What this isn't...This is not a Hibernate is l33t, Rails suxxor article. Rails appears to have some interesting concepts, but I'm very suspicious when people start throwing around 10x productivity figures. After a first pass, the framework appears to be very fast out of the gate especially if you are building a pure CRUD implementation model web database. However, its hard to see if the development velocity remains that high though.
Overview
Based on the research I've done so far, Rails seems very grounded in a single table/single object mind set. This makes it very well suited for simple models, with a few associations. The assumptions it make about database are reasonable and simple to deal with for a green field project. Hibernate shines as the object model gets more complicated, or against existing databases. Having been around a while longer, it is more mature and has a lot more features. But lets get into the weeds and look at some of the differences. Here is a list of concepts and questions I hope to answer in this article.
- Basic Architecture Patterns - Hibernate and Rails each use each use completely different patterns of ORMs. What does that imply?
- Explicitness - Hibernate and Rails define mappings differently, Hibernate explicitly and Rails implicitly. What does that mean, and how important is it?
- Associations - Each supports associations, what do they look like for each of them?
- Transitive Persistence Models - How does each tool deal with persisting objects?
- Query Languages - How do you find objects?
- Performance Tuning - What options do I have to tune them?
Basic Architecture Differences
The core difference between Rails ActiveRecord and Hibernate is the architectural patterns the two are based off of. Rails, obviously, is using the ActiveRecord pattern, where as Hibernate uses the Data Mapper/Identity Map/Unit of Work patterns. Just knowing these two facts gives us some insight into potential differences.
Active Record PatternActiveRecord is "an object that wraps a row in a database table or view, encapsulates database access and adds domain logic on that data"[Fowler, 2003]. This means the ActiveRecord has "class" methods for finding instances, and each instance is responsible for saving, updating and deleting itself in the database. It's pretty well suited for simpler domain models, those where the tables closely resemble the domain model. It is also generally simpler then the more powerful, but complex Data Mapper pattern.
Data Mapper PatternThe Data Mapper is "a layer of mappers that moves data between objects and a database while keeping them independent of each other and the mapper itself"[Fowler, 2003]. It moves the responsibility of persistence out of the domain object, and generally uses an identity map to maintain the relationship between the domain objects and the database.
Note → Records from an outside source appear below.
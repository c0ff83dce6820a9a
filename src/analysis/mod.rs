//! Integration period detection.
//!
//! Analogue integrating cameras repeat the same exposure across several
//! video frames. This module turns each frame into a difference signature
//! and decides from the signature history where one exposure ends and the
//! next begins.

mod signature;
mod tracker;

pub use signature::{DiffSignature, SIGNATURE_WINDOW};
pub use tracker::{IntegrationThresholds, SignatureTracker, MAX_INTEGRATION};
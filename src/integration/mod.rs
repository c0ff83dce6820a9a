//! Frame integration.
//!
//! Combines consecutive video frames of one camera exposure into a single
//! integrated frame and keeps the exposure timing that goes with it.

mod accumulator;
mod frame;

pub use accumulator::{FrameAccumulator, FrameOutcome, MonochromeMode};
pub use frame::{FrameProcessingStatus, ImageStatus, IntegratedFrame};
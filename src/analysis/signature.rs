//! Frame-to-frame difference signature.
//!
//! A fixed window near the frame centre is sampled from every frame and
//! compared with the same window of the previous frame. The mean absolute
//! difference is a cheap scalar that jumps when the camera starts a new
//! exposure and stays flat while it repeats the same one.

/// Side of the square sampling window, in pixels.
pub const SIGNATURE_WINDOW: u32 = 32;

/// Computes difference signatures over a centred sampling window.
pub struct DiffSignature {
    width: usize,
    height: usize,
    window_width: usize,
    window_height: usize,
    /// First sampled source scanline.
    row: usize,
    /// First sampled column.
    col: usize,
    previous: Vec<u8>,
    current: Vec<u8>,
    calculated: u64,
}

impl DiffSignature {
    /// Creates a calculator for frames of the given size.
    ///
    /// The window is clamped to the frame so small frames sample all of it.
    pub fn new(width: u32, height: u32) -> Self {
        let width = width as usize;
        let height = height as usize;
        let window_width = width.min(SIGNATURE_WINDOW as usize);
        let window_height = height.min(SIGNATURE_WINDOW as usize);
        let row = (height / 2).saturating_sub(1).min(height - window_height);
        let col = (width / 2).min(width - window_width);
        let samples = window_width * window_height;

        Self {
            width,
            height,
            window_width,
            window_height,
            row,
            col,
            previous: vec![0; samples],
            current: vec![0; samples],
            calculated: 0,
        }
    }

    /// Computes the signature of a 24-bit source frame.
    ///
    /// Only the first byte of each pixel is sampled. The very first frame
    /// is compared against a zeroed window.
    pub fn calculate(&mut self, source: &[u8]) -> f32 {
        debug_assert_eq!(source.len(), 3 * self.width * self.height);
        let stride = 3 * self.width;

        let mut sum = 0f32;
        let mut i = 0;
        for y in 0..self.window_height {
            let line = (self.row + y) * stride + 3 * self.col;
            for x in 0..self.window_width {
                let value = source[line + 3 * x];
                self.current[i] = value;
                sum += (f32::from(value) - f32::from(self.previous[i])).abs() / 2.0;
                i += 1;
            }
        }

        std::mem::swap(&mut self.previous, &mut self.current);
        self.calculated += 1;

        sum / (self.window_width * self.window_height) as f32
    }

    /// Number of signatures computed so far.
    pub fn calculated(&self) -> u64 {
        self.calculated
    }
}

#[cfg(test)]
mod tests {
    use super::*;

    fn uniform(width: usize, height: usize, value: u8) -> Vec<u8> {
        vec![value; 3 * width * height]
    }

    #[test]
    fn test_first_frame_compares_against_zero() {
        let mut sig = DiffSignature::new(64, 64);
        assert_eq!(sig.calculate(&uniform(64, 64, 100)), 50.0);
    }

    #[test]
    fn test_identical_frames_zero_signature() {
        let mut sig = DiffSignature::new(64, 64);
        sig.calculate(&uniform(64, 64, 100));
        assert_eq!(sig.calculate(&uniform(64, 64, 100)), 0.0);
        assert_eq!(sig.calculated(), 2);
    }

    #[test]
    fn test_small_frame_window_clamped() {
        let mut sig = DiffSignature::new(4, 4);
        sig.calculate(&uniform(4, 4, 10));
        assert_eq!(sig.calculate(&uniform(4, 4, 30)), 10.0);
    }

    #[test]
    fn test_only_window_is_sampled() {
        let mut sig = DiffSignature::new(128, 128);
        let base = uniform(128, 128, 40);
        sig.calculate(&base);

        // Change the first scanline only; it lies outside the window.
        let mut changed = base.clone();
        changed[..3 * 128].fill(200);
        assert_eq!(sig.calculate(&changed), 0.0);
    }
}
In addition, it often (and Hibernate does) use a Unit of Work (Session) to keep track of objects which are changed and make sure they persist correctly.
General Pattern ImplicationsSo that covers the basic differences, the general implication of which should be fairly obvious. The ActiveRecord (Rails) will likely be easier to understand and work with, but past a certain point more advanced/complex usages will likely be difficult or just not possible. The question is is of course, when or if many projects will cross this line. Let's look at some specifics of the two frameworks. To illustrate these differences, we will be using code from my "Project Deadwood" sample app. (Guess what I've been watching lately.) :)
The Value of Explicitness
So what is explicitness worth? One of the key "features" of Ruby's ActiveRecord is that you don't need to specify the fields on class, but rather it dynamically determines its fields based off the columns in the database. So if you had a table "miners" that looked like this.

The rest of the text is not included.